Determine how many lines of the entries contain "true". Reply with that number alone.
------ DATA LISTING ------
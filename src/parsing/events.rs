//! Task Log Event Extraction
//!
//! Scans NodeODM-style task output, where each task's output is framed by
//! a header and an end marker:
//!
//! ```text
//! ===== ODM Task Output (3f2a...) @ 2024-01-01 12:00:00
//! [INFO]    Running orthophoto stage
//! ===== End Task Output =====
//! ```
//!
//! Lines inside a block that contain a pipeline keyword become events
//! stamped with the block's header time.

use std::path::Path;

use log::{debug, info};
use once_cell::sync::Lazy;
use regex::Regex;

use super::decode::read_lines_lossy;
use super::timestamp::{parse_datetime, Timestamp};
use crate::config::CorrelationConfig;
use crate::error::Result;

static BLOCK_HEADER: Lazy<Regex> = Lazy::new(|| {
    Regex::new(
        r"^===== (?P<label>.+?) \((?P<uuid>[^)]+)\) @ (?P<ts>\d{4}-\d{2}-\d{2} \d{2}:\d{2}:\d{2})",
    )
    .expect("valid block header regex")
});

static BLOCK_END: Lazy<Regex> =
    Lazy::new(|| Regex::new(r"^===== End Task Output =====").expect("valid block end regex"));

/// A keyword-matching log line tagged with its block's start time.
#[derive(Debug, Clone, PartialEq)]
pub struct Event {
    /// Start time of the enclosing block
    pub timestamp: Timestamp,
    /// Trimmed line text
    pub text: String,
}

/// Parsed start-of-block marker.
#[derive(Debug, Clone, PartialEq)]
pub struct BlockHeader {
    /// Text between the marker and the task id, e.g. `ODM Task Output`
    pub label: String,
    /// Task id inside the parentheses
    pub uuid: String,
    /// `None` when the header's date-time is not a real calendar time
    pub timestamp: Option<Timestamp>,
}

impl BlockHeader {
    /// Parses a header line, if it is one.
    pub fn parse(line: &str) -> Option<Self> {
        let caps = BLOCK_HEADER.captures(line)?;
        Some(Self {
            label: caps["label"].to_string(),
            uuid: caps["uuid"].to_string(),
            timestamp: parse_datetime(&caps["ts"]),
        })
    }
}

/// Returns true if the line closes a block.
pub fn is_block_end(line: &str) -> bool {
    BLOCK_END.is_match(line)
}

/// Block scanning state.
#[derive(Debug, Clone, Copy, PartialEq, Eq, Default)]
pub enum BlockState {
    /// Not inside any block
    #[default]
    Outside,
    /// Inside a block. A header whose time failed to parse leaves the block
    /// open but inert: no line can become an event until the next marker.
    InsideBlock(Option<Timestamp>),
}

/// Line-at-a-time state machine over a task log.
#[derive(Debug)]
pub struct EventExtractor<'a> {
    config: &'a CorrelationConfig,
    state: BlockState,
}

impl<'a> EventExtractor<'a> {
    /// Creates an extractor positioned outside any block.
    pub fn new(config: &'a CorrelationConfig) -> Self {
        Self {
            config,
            state: BlockState::Outside,
        }
    }

    /// Returns the current block state.
    pub fn state(&self) -> BlockState {
        self.state
    }

    /// Consumes one line, returning an event if the line produces one.
    pub fn feed(&mut self, line: &str) -> Option<Event> {
        if let Some(header) = BlockHeader::parse(line) {
            if header.timestamp.is_none() {
                debug!("Block {} has an unparsable timestamp; ignoring its lines", header.uuid);
            } else {
                debug!("Entering block '{}' ({})", header.label, header.uuid);
            }
            self.state = BlockState::InsideBlock(header.timestamp);
            return None;
        }

        match self.state {
            BlockState::Outside => None,
            BlockState::InsideBlock(_) if is_block_end(line) => {
                self.state = BlockState::Outside;
                None
            }
            BlockState::InsideBlock(None) => None,
            BlockState::InsideBlock(Some(timestamp)) => {
                if self.config.is_event_line(line) {
                    Some(Event {
                        timestamp,
                        text: line.trim().to_string(),
                    })
                } else {
                    None
                }
            }
        }
    }
}

/// Extracts events from already-decoded lines.
pub fn extract_events_from_lines<I, S>(lines: I, config: &CorrelationConfig) -> Vec<Event>
where
    I: IntoIterator<Item = S>,
    S: AsRef<str>,
{
    let mut extractor = EventExtractor::new(config);
    lines
        .into_iter()
        .filter_map(|line| extractor.feed(line.as_ref()))
        .collect()
}

/// Extracts events from a task log file.
///
/// A path that is not an existing file yields no events.
pub fn extract_events(log_path: &Path, config: &CorrelationConfig) -> Result<Vec<Event>> {
    if !log_path.is_file() {
        info!("Task log not found: {}", log_path.display());
        return Ok(Vec::new());
    }

    let lines = read_lines_lossy(log_path)?;
    let events = extract_events_from_lines(&lines, config);

    info!(
        "Extracted {} events from {} ({} lines)",
        events.len(),
        log_path.display(),
        lines.len()
    );
    Ok(events)
}
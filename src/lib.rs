//! Remora Correlate - Task Log / Resource Usage Alignment
//!
//! Joins timestamped events from a photogrammetry task runner's output log
//! with the CPU and memory samples recorded by Remora, producing a CSV for
//! offline analysis.
//!
//! # Architecture
//!
//! The library is organized into two main modules:
//!
//! - [`parsing`]: Task log events, resource series and timestamp parsing
//! - [`correlation`]: Nearest-sample alignment and report writing
//!
//! Supporting modules:
//!
//! - [`config`]: Keyword and file-name heuristics
//! - [`error`]: Crate error type
//!
//! # Example
//!
//! ```rust,no_run
//! use remora_correlate::{run, CorrelationConfig, RunOptions};
//!
//! fn main() -> Result<(), Box<dyn std::error::Error>> {
//!     let options = RunOptions {
//!         log_path: "nodeodm.log".into(),
//!         remora_dir: "remora_1234".into(),
//!         out_dir: "correlated".into(),
//!     };
//!
//!     let outputs = run(&options, &CorrelationConfig::default())?;
//!     println!("{} events", outputs.event_count);
//!     Ok(())
//! }
//! ```

pub mod config;
pub mod correlation;
pub mod error;
pub mod parsing;

// Re-export commonly used types
pub use config::{CorrelationConfig, ACTIVE_CONFIG};
pub use correlation::{run, RunOptions, RunOutputs};
pub use error::{CorrelateError, Result};
pub use parsing::{Event, Sample, SeriesTable};

/// Library version
pub const VERSION: &str = env!("CARGO_PKG_VERSION");

/// Application name
pub const APP_NAME: &str = "remora-correlate";

#[cfg(test)]
mod tests {
    use super::*;

    #[test]
    fn test_library_version() {
        assert!(!VERSION.is_empty());
        assert!(VERSION.contains('.'));
    }

    #[test]
    fn test_app_name() {
        assert_eq!(APP_NAME, "remora-correlate");
    }

    #[test]
    fn test_module_exports_series_table() {
        let table = SeriesTable::new();
        assert!(table.is_empty());
    }
}
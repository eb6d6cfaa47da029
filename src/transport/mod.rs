//! Transport Layer
//!
//! Responsibilities:
//! - Establish lowest-level connections (TCP)
//! - NO encryption, NO framing, NO content inspection
//!
//! Addresses arrive already resolved; see [`crate::common::Resolver`].

mod tcp;

pub use tcp::TcpTransport;

use std::net::SocketAddr;

use async_trait::async_trait;

use crate::common::{Result, Stream};

/// Transport trait for establishing raw connections
///
/// Implementations should ONLY handle connection establishment,
/// not encryption or protocol handling.
#[async_trait]
pub trait Transport: Send + Sync {
    /// Connect to a remote address
    async fn connect(&self, addr: SocketAddr) -> Result<Stream>;

    /// Create a listener bound to an address
    async fn bind(&self, addr: SocketAddr) -> Result<Box<dyn TransportListener>>;
}

/// Listener trait for accepting incoming connections
#[async_trait]
pub trait TransportListener: Send + Sync {
    /// Accept a new connection. The peer address is reported when the
    /// transport can resolve it.
    async fn accept(&self) -> Result<(Stream, Option<SocketAddr>)>;

    /// Get the local bound address
    fn local_addr(&self) -> Result<SocketAddr>;
}
//! Hostname resolution capability
//!
//! Resolution happens before the transport is touched: `listen` and
//! `connect` fail synchronously when the host cannot be resolved, and
//! everything after that point is reported through the event listener.

use std::net::{IpAddr, Ipv4Addr, SocketAddr};

use async_trait::async_trait;
use tokio::net::lookup_host;

use crate::error::{Error, Result};

/// Resolves a hostname to a socket address.
#[async_trait]
pub trait Resolver: Send + Sync {
    /// Resolve `host:port` to a single address. The first resolved
    /// address wins.
    async fn resolve(&self, host: &str, port: u16) -> Result<SocketAddr>;
}

/// System resolver backed by the runtime's getaddrinfo lookup
pub struct SystemResolver;

#[async_trait]
impl Resolver for SystemResolver {
    async fn resolve(&self, host: &str, port: u16) -> Result<SocketAddr> {
        let mut addrs = lookup_host((host, port))
            .await
            .map_err(|e| Error::AddressResolution(format!("{}: {}", host, e)))?;
        addrs
            .next()
            .ok_or_else(|| Error::AddressResolution(format!("{}: no addresses", host)))
    }
}

/// Target of a `listen` call. An absent or empty host binds the wildcard
/// address.
pub async fn listen_target(
    resolver: &dyn Resolver,
    host: Option<&str>,
    port: u16,
) -> Result<SocketAddr> {
    match host {
        Some(h) if !h.is_empty() => resolver.resolve(h, port).await,
        _ => Ok(SocketAddr::new(IpAddr::V4(Ipv4Addr::UNSPECIFIED), port)),
    }
}

/// Target of a `connect` call. An absent or empty host means loopback.
pub async fn connect_target(
    resolver: &dyn Resolver,
    host: Option<&str>,
    port: u16,
) -> Result<SocketAddr> {
    match host {
        Some(h) if !h.is_empty() => resolver.resolve(h, port).await,
        _ => Ok(SocketAddr::new(IpAddr::V4(Ipv4Addr::LOCALHOST), port)),
    }
}
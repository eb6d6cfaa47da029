//! Stream abstraction
//!
//! Unified stream type for all layers to operate on. Plain TCP and
//! TLS-wrapped sockets are interchangeable behind this one type, which is
//! what lets a secure upgrade replace the transport of a connection
//! without touching its identity.

use tokio::io::{AsyncRead, AsyncWrite};

/// The core stream type used throughout the crate.
pub type Stream = Box<dyn AsyncReadWrite + Unpin + Send>;

/// Combined trait for async read + write
pub trait AsyncReadWrite: AsyncRead + AsyncWrite {}

impl<T: AsyncRead + AsyncWrite> AsyncReadWrite for T {}

/// Trait for types that can be converted into a Stream
pub trait IntoStream {
    fn into_stream(self) -> Stream;
}

impl<T> IntoStream for T
where
    T: AsyncRead + AsyncWrite + Unpin + Send + 'static,
{
    fn into_stream(self) -> Stream {
        Box::new(self)
    }
}
impl Dispatcher {
    pub fn new(
        events: EventSink,
        transport: Arc<dyn Transport>,
        tls: Arc<TlsSession>,
        actions: mpsc::UnboundedSender<Action>,
        read_buffer_size: usize,
    ) -> Self {
        Self {
            registry: Registry::new(),
            events,
            transport,
            tls,
            actions,
            next_generation: 0,
            read_buffer_size,
        }
    }

    /// Consume the action queue until shutdown.
    pub async fn run(mut self, mut rx: mpsc::UnboundedReceiver<Action>) {
        while let Some(action) = rx.recv().await {
            if matches!(action, Action::Shutdown) {
                break;
            }
            self.handle(action);
        }
        // Dropping the registry drops every ctrl sender, which winds the
        // socket tasks down
        debug!("dispatcher stopped");
    }

    fn handle(&mut self, action: Action) {
        match action {
            Action::Listen { id, addr } => self.handle_listen(id, addr),
            Action::Connect { id, addr, server_name, use_tls } => {
                self.handle_connect(id, addr, server_name, use_tls)
            }
            Action::Upgrade { id, host, port, on_complete } => {
                self.handle_upgrade(id, host, port, on_complete)
            }
            Action::Write { id, data } => self.handle_write(id, data),
            Action::Close { id } => self.handle_close(id),
            Action::CloseAll => self.handle_close_all(),
            Action::Shutdown => {}
            Action::ListenDone { id, result } => self.handle_listen_done(id, result),
            Action::ConnectDone { id, addr, secure, result } => {
                self.handle_connect_done(id, addr, secure, result)
            }
            Action::Accepted { server_id, generation, stream, peer } => {
                self.handle_accepted(server_id, generation, stream, peer)
            }
            Action::ListenerEnded { id, generation, reason } => {
                self.handle_listener_ended(id, generation, reason)
            }
            Action::Data { id, generation, data } => self.handle_data(id, generation, data),
            Action::SocketError { id, generation, message } => {
                self.handle_socket_error(id, generation, message)
            }
            Action::SocketClosed { id, generation, reason } => {
                self.handle_socket_closed(id, generation, reason)
            }
            Action::Upgraded { id, generation, result } => {
                self.handle_upgraded(id, generation, result)
            }
        }
    }

    fn next_generation(&mut self) -> u64 {
        self.next_generation += 1;
        self.next_generation
    }

    // ========================================================================
    // Listen / accept
    // ========================================================================

    fn handle_listen(&mut self, id: ConnectionId, addr: SocketAddr) {
        let transport = self.transport.clone();
        let actions = self.actions.clone();
        tokio::spawn(async move {
            let result = async {
                let listener = transport.bind(addr).await?;
                let bound = listener.local_addr()?;
                Ok((bound, listener))
            }
            .await;
            let _ = actions.send(Action::ListenDone { id, result });
        });
    }

    fn handle_listen_done(
        &mut self,
        id: ConnectionId,
        result: Result<(SocketAddr, Box<dyn TransportListener>)>,
    ) {
        match result {
            Ok((bound, listener)) => {
                let generation = self.next_generation();
                let (ctrl_tx, ctrl_rx) = mpsc::unbounded_channel();
                self.registry.put(id, SocketEntry::listener(generation, ctrl_tx, bound));
                tokio::spawn(socket::run_listener(
                    id,
                    generation,
                    listener,
                    ctrl_rx,
                    self.actions.clone(),
                ));
                info!("[{}] listening on {}", id, bound);
                self.events.emit(|l| l.on_connect(id, bound));
            }
            Err(e) => {
                // Bind failure surfaces as listener termination
                warn!("[{}] listen failed: {}", id, e);
                self.events.emit(|l| l.on_close(id, Some(e.to_string())));
            }
        }
    }

    fn handle_accepted(
        &mut self,
        server_id: ConnectionId,
        generation: u64,
        stream: Stream,
        peer: Option<SocketAddr>,
    ) {
        // Listener may have closed while the acceptance was in flight;
        // dropping the stream closes it
        if !self.generation_matches(server_id, generation) {
            return;
        }
        let bound = self.registry.get(server_id).and_then(|e| e.local_addr);
        let Some(remote) = peer.or(bound) else {
            warn!("[{}] accepted connection with no address, dropped", server_id);
            return;
        };

        let id = self.registry.allocate_accepted_id();
        let generation = self.next_generation();
        let (ctrl_tx, ctrl_rx) = mpsc::unbounded_channel();
        self.registry.put(id, SocketEntry::stream(generation, ctrl_tx, false));
        tokio::spawn(socket::run_stream(
            id,
            generation,
            stream,
            ctrl_rx,
            self.actions.clone(),
            self.tls.clone(),
            self.read_buffer_size,
        ));
        debug!("[{}] accepted {} as [{}]", server_id, remote, id);
        self.events.emit(|l| l.on_connection(server_id, id, remote));
    }

    fn handle_listener_ended(
        &mut self,
        id: ConnectionId,
        generation: u64,
        reason: Option<String>,
    ) {
        if !self.generation_matches(id, generation) {
            return;
        }
        self.registry.remove(id);
        warn!("[{}] listener ended: {:?}", id, reason);
        self.events.emit(|l| l.on_close(id, reason));
    }

    /// A stale generation means the ID was closed (or closed and reused)
    /// after the event was emitted; acting on it would resurrect a dead
    /// connection or double-notify.
    fn generation_matches(&self, id: ConnectionId, generation: u64) -> bool {
        self.registry
            .get(id)
            .map_or(false, |entry| entry.generation == generation)
    }

    // ========================================================================
    // Connect
    // ========================================================================

    fn handle_connect(
        &mut self,
        id: ConnectionId,
        addr: SocketAddr,
        server_name: String,
        use_tls: bool,
    ) {
        let transport = self.transport.clone();
        let tls = self.tls.clone();
        let actions = self.actions.clone();
        tokio::spawn(async move {
            let result = async {
                let stream = transport.connect(addr).await?;
                if use_tls {
                    tls.wrap_client(stream, &server_name, addr.port()).await
                } else {
                    Ok(stream)
                }
            }
            .await;
            let _ = actions.send(Action::ConnectDone { id, addr, secure: use_tls, result });
        });
    }

    fn handle_connect_done(
        &mut self,
        id: ConnectionId,
        addr: SocketAddr,
        secure: bool,
        result: Result<Stream>,
    ) {
        match result {
            Ok(stream) => {
                let generation = self.next_generation();
                let (ctrl_tx, ctrl_rx) = mpsc::unbounded_channel();
                self.registry.put(id, SocketEntry::stream(generation, ctrl_tx, secure));
                tokio::spawn(socket::run_stream(
                    id,
                    generation,
                    stream,
                    ctrl_rx,
                    self.actions.clone(),
                    self.tls.clone(),
                    self.read_buffer_size,
                ));
                info!("[{}] connected to {} (secure: {})", id, addr, secure);
                self.events.emit(|l| l.on_connect(id, addr));
            }
            Err(e) => {
                // Nothing was registered; the internal close path has
                // nothing to remove, so the failure surfaces exactly one
                // error event
                warn!("[{}] connect to {} failed: {}", id, addr, e);
                self.events.emit(|l| l.on_error(id, format!("unable to open socket: {}", e)));
                self.close_entry(id);
            }
        }
    }

    // ========================================================================
    // Stream events
    // ========================================================================

    fn handle_data(&mut self, id: ConnectionId, generation: u64, data: Vec<u8>) {
        if self.generation_matches(id, generation) {
            self.events.emit(|l| l.on_data(id, data));
        }
    }

    fn handle_socket_error(&mut self, id: ConnectionId, generation: u64, message: String) {
        if self.generation_matches(id, generation) {
            self.events.emit(|l| l.on_error(id, message));
        }
    }

    fn handle_socket_closed(&mut self, id: ConnectionId, generation: u64, reason: Option<String>) {
        if !self.generation_matches(id, generation) {
            return;
        }
        self.registry.remove(id);
        debug!("[{}] closed", id);
        self.events.emit(|l| l.on_close(id, reason));
    }

    // ========================================================================
    // Upgrade
    // ========================================================================

    fn handle_upgrade(
        &mut self,
        id: ConnectionId,
        host: String,
        port: u16,
        on_complete: Box<dyn FnOnce() + Send>,
    ) {
        match self.registry.get_mut(id) {
            Some(entry) if entry.role == SocketRole::Stream => {
                entry.pending_upgrade = Some(on_complete);
                let _ = entry.ctrl.send(SocketCtrl::Upgrade { host, port });
            }
            // Unknown and listener IDs are ignored without any callback
            _ => debug!("[{}] upgrade requested for unknown or non-stream socket, ignored", id),
        }
    }

    fn handle_upgraded(
        &mut self,
        id: ConnectionId,
        generation: u64,
        result: std::result::Result<(), String>,
    ) {
        let Some(entry) = self.registry.get_mut(id) else {
            return;
        };
        if entry.generation != generation {
            return;
        }
        let on_complete = entry.pending_upgrade.take();
        match result {
            Ok(()) => {
                entry.secure = true;
                info!("[{}] upgraded to tls", id);
                self.events.emit(|l| l.on_secure_connect(id));
                if let Some(f) = on_complete {
                    f();
                }
            }
            Err(msg) => {
                // The socket task already shut the stream down; its close
                // event follows on the queue. The completion callback is
                // only invoked on success.
                self.events
                    .emit(|l| l.on_error(id, format!("unable to upgrade socket to tls: {}", msg)));
            }
        }
    }

    // ========================================================================
    // Write / close
    // ========================================================================

    fn handle_write(&mut self, id: ConnectionId, data: Vec<u8>) {
        match self.registry.get(id) {
            Some(entry) if entry.role == SocketRole::Stream => {
                let _ = entry.ctrl.send(SocketCtrl::Write(data));
            }
            // Unknown and listener IDs are silently ignored
            _ => debug!("[{}] write to unknown or non-stream socket, ignored", id),
        }
    }

    /// Close path shared by explicit close and internal failure cleanup.
    /// Returns false when the ID is not registered.
    fn close_entry(&mut self, id: ConnectionId) -> bool {
        let Some(entry) = self.registry.remove(id) else {
            return false;
        };
        let _ = entry.ctrl.send(SocketCtrl::Close);
        debug!("[{}] closed by request", id);
        self.events.emit(|l| l.on_close(id, None));
        true
    }

    fn handle_close(&mut self, id: ConnectionId) {
        if !self.close_entry(id) {
            self.events.emit(|l| l.on_error(id, Error::UnknownConnection.to_string()));
        }
    }

    fn handle_close_all(&mut self) {
        // Snapshot before closing; close mutates the registry
        let ids = self.registry.snapshot_ids();
        debug!("closing all sockets ({})", ids.len());
        for id in ids {
            self.close_entry(id);
        }
        // close_entry removed everything already; clearing is defensive
        self.registry.clear();
    }
}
------
§ ANSWER
3